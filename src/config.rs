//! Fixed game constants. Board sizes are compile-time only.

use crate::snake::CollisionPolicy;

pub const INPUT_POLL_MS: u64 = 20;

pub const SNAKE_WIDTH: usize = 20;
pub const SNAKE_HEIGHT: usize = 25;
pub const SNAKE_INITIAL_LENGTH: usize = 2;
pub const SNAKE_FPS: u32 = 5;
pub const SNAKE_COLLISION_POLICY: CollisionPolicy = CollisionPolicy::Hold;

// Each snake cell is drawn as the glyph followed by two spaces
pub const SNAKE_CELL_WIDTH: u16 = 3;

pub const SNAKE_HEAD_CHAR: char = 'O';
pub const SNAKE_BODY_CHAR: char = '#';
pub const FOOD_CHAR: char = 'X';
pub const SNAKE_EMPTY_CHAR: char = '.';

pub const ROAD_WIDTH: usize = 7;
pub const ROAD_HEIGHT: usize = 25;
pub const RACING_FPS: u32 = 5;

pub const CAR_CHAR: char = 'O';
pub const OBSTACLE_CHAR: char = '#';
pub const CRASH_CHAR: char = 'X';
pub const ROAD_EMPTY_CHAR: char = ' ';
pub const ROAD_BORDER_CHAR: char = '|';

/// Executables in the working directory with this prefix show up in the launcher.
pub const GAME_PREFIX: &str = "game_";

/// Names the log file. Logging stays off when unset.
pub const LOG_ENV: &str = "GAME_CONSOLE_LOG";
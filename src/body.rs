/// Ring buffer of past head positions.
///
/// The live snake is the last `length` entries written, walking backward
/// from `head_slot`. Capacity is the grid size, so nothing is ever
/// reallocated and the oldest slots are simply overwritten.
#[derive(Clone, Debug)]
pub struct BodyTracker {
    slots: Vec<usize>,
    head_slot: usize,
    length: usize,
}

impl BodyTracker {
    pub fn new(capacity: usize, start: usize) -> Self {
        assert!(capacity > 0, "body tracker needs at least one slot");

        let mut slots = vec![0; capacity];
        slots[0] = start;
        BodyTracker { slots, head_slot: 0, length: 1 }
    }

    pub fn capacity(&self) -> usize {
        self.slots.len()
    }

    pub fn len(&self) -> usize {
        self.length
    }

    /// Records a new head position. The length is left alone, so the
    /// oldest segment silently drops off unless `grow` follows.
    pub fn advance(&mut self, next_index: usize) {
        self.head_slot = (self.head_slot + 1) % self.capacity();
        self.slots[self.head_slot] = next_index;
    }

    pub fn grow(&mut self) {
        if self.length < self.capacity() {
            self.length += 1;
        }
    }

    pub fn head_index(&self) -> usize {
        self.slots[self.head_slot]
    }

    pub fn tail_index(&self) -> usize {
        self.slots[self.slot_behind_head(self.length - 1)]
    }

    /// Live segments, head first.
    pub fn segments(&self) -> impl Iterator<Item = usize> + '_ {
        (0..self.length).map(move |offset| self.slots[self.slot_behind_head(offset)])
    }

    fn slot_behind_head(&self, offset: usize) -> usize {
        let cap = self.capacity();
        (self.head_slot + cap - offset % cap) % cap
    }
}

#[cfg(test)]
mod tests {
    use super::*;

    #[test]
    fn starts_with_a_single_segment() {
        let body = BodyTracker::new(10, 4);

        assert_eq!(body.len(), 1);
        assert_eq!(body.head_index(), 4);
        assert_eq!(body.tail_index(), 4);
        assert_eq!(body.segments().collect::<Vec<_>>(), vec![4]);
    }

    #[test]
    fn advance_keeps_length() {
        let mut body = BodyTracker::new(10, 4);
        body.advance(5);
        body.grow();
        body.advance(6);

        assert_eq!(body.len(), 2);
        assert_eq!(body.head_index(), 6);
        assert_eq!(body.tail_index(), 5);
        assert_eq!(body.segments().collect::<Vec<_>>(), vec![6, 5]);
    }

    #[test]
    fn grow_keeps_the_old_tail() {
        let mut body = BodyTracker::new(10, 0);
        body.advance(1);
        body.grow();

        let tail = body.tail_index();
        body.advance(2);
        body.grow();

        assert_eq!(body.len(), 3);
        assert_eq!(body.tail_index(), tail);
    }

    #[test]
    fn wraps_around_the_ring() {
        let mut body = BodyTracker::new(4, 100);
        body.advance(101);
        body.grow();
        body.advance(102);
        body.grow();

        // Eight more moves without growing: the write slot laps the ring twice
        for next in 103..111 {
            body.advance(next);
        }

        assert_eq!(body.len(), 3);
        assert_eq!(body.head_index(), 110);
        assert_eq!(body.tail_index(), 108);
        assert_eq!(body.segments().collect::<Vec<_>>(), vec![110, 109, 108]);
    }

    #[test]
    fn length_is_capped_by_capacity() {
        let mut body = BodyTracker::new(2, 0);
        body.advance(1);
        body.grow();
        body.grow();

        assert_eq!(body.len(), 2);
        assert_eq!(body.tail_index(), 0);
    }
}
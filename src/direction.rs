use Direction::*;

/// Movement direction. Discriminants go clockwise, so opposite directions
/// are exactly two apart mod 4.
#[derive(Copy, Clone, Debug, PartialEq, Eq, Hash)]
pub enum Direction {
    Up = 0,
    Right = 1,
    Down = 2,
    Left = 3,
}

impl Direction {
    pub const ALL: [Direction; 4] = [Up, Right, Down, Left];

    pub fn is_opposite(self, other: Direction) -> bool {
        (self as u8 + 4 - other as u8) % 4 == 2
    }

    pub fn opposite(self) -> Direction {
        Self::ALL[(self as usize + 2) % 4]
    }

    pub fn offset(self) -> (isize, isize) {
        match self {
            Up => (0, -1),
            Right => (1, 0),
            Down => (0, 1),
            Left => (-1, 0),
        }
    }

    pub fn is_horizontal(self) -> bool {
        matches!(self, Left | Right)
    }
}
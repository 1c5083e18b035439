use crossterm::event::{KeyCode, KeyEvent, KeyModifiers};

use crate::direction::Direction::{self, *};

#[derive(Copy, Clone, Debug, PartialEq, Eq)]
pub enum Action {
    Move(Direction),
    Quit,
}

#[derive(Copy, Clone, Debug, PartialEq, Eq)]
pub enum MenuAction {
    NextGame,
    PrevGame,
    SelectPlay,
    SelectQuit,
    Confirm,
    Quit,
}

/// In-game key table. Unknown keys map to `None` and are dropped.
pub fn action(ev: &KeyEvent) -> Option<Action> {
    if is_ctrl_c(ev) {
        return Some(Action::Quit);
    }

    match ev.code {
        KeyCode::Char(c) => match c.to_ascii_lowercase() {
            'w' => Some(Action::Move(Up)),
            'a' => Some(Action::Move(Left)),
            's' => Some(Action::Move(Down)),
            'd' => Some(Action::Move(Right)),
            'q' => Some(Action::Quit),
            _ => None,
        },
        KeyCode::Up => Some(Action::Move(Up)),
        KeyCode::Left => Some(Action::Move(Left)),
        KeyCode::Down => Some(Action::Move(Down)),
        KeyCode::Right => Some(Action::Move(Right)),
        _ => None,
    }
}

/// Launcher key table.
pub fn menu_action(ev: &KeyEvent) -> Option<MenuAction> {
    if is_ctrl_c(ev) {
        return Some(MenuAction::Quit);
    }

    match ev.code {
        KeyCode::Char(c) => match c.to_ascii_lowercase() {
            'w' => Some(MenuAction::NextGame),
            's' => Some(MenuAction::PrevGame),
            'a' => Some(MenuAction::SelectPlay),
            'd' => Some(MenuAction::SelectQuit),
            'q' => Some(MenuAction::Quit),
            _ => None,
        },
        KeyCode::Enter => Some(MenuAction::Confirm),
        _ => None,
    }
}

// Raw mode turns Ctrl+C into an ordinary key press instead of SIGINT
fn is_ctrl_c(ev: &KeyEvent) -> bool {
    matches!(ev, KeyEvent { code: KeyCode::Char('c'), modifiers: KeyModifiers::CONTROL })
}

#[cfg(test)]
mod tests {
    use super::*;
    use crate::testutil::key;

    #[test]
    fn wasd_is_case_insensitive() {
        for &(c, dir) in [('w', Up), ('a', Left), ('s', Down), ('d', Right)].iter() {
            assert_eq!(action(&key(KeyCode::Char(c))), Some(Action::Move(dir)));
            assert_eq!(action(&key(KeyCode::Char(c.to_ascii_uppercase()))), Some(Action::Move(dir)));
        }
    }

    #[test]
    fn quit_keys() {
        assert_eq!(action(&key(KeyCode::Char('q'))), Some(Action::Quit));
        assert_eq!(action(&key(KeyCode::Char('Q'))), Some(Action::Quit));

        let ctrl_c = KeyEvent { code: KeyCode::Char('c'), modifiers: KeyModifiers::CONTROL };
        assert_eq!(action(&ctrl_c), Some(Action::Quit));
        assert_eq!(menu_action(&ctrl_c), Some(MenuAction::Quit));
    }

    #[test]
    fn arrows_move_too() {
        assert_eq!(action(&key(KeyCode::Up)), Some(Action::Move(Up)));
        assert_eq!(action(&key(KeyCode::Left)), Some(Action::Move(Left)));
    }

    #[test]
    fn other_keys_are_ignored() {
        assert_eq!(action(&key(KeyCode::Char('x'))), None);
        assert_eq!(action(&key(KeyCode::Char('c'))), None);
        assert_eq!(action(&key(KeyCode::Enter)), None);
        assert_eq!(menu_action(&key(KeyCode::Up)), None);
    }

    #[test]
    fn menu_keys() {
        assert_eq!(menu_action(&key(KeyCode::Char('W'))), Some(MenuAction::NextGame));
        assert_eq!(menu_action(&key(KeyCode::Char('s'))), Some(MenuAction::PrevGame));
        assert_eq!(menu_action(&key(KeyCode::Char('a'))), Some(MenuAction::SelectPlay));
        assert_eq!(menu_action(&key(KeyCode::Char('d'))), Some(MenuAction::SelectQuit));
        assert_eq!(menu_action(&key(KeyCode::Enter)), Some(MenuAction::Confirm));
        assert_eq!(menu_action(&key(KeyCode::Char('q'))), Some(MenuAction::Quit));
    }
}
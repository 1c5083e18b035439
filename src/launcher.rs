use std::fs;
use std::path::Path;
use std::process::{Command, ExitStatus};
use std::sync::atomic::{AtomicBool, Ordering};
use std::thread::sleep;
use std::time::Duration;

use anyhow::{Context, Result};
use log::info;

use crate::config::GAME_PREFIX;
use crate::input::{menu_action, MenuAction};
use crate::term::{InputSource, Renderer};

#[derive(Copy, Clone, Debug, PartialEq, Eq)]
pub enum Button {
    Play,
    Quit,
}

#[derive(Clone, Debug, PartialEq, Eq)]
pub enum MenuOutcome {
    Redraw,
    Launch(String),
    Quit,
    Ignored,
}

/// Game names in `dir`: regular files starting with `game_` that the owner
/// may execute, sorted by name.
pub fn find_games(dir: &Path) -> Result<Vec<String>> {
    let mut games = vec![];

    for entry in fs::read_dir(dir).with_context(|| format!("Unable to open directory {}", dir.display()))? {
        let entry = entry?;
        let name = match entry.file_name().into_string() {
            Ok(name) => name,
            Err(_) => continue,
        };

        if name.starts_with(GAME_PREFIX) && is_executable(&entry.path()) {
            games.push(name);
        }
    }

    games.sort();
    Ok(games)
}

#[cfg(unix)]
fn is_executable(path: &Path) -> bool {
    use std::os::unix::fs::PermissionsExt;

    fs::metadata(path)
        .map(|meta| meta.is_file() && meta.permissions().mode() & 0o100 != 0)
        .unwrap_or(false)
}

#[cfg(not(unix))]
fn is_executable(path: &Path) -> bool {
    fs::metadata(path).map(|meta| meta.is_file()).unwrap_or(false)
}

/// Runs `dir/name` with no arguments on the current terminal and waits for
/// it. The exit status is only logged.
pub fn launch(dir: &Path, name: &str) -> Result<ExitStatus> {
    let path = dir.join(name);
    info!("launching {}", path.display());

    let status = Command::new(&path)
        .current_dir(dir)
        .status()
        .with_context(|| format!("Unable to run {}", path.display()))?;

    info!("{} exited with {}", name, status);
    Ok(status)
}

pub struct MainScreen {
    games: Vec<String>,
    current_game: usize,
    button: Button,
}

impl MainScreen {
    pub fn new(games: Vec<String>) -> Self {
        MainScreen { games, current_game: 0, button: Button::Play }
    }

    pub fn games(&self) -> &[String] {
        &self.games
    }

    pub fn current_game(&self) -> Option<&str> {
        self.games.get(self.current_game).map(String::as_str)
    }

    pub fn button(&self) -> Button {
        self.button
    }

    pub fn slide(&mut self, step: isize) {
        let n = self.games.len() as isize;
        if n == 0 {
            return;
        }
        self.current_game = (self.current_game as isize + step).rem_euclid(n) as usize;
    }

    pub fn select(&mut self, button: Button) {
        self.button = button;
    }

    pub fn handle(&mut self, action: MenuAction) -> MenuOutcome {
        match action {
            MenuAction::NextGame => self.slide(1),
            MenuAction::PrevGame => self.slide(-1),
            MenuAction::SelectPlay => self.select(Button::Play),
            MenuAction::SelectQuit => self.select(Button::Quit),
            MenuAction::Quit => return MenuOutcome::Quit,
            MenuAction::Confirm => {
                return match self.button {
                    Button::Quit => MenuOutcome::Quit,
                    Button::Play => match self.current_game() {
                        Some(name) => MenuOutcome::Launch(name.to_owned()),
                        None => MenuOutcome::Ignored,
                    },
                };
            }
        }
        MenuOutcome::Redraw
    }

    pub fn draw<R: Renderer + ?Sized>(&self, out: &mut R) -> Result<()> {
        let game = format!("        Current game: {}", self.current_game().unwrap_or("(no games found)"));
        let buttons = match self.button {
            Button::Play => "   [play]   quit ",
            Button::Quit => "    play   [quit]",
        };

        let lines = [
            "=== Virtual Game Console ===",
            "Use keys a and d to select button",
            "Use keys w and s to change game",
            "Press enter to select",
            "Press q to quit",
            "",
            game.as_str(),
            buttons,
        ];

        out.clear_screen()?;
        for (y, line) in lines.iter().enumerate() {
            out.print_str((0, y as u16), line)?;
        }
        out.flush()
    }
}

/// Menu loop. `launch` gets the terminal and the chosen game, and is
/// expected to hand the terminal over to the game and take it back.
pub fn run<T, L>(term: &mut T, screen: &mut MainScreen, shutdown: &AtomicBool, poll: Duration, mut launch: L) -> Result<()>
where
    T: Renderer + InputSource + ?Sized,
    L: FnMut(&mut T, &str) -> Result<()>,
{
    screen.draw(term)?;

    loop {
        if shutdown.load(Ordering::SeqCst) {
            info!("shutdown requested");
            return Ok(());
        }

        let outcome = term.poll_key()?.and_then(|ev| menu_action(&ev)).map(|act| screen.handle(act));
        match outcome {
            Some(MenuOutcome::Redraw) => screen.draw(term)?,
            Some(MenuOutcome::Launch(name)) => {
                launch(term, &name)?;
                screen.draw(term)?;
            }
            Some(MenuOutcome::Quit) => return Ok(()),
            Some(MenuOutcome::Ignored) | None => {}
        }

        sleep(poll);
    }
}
*-*-*
WHAT TO DO
Give back exactly the lines from the beginning of the records through the line containing "pub const CRASH_CHAR: char = 'X';", and only those.

RESULT OF THE TASK
filename src/config.rs
//! Fixed game constants. Board sizes are compile-time only.

use crate::snake::CollisionPolicy;

pub const INPUT_POLL_MS: u64 = 20;

pub const SNAKE_WIDTH: usize = 20;
pub const SNAKE_HEIGHT: usize = 25;
pub const SNAKE_INITIAL_LENGTH: usize = 2;
pub const SNAKE_FPS: u32 = 5;
pub const SNAKE_COLLISION_POLICY: CollisionPolicy = CollisionPolicy::Hold;

// Each snake cell is drawn as the glyph followed by two spaces
pub const SNAKE_CELL_WIDTH: u16 = 3;

pub const SNAKE_HEAD_CHAR: char = 'O';
pub const SNAKE_BODY_CHAR: char = '#';
pub const FOOD_CHAR: char = 'X';
pub const SNAKE_EMPTY_CHAR: char = '.';

pub const ROAD_WIDTH: usize = 7;
pub const ROAD_HEIGHT: usize = 25;
pub const RACING_FPS: u32 = 5;

pub const CAR_CHAR: char = 'O';
pub const OBSTACLE_CHAR: char = '#';
pub const CRASH_CHAR: char = 'X';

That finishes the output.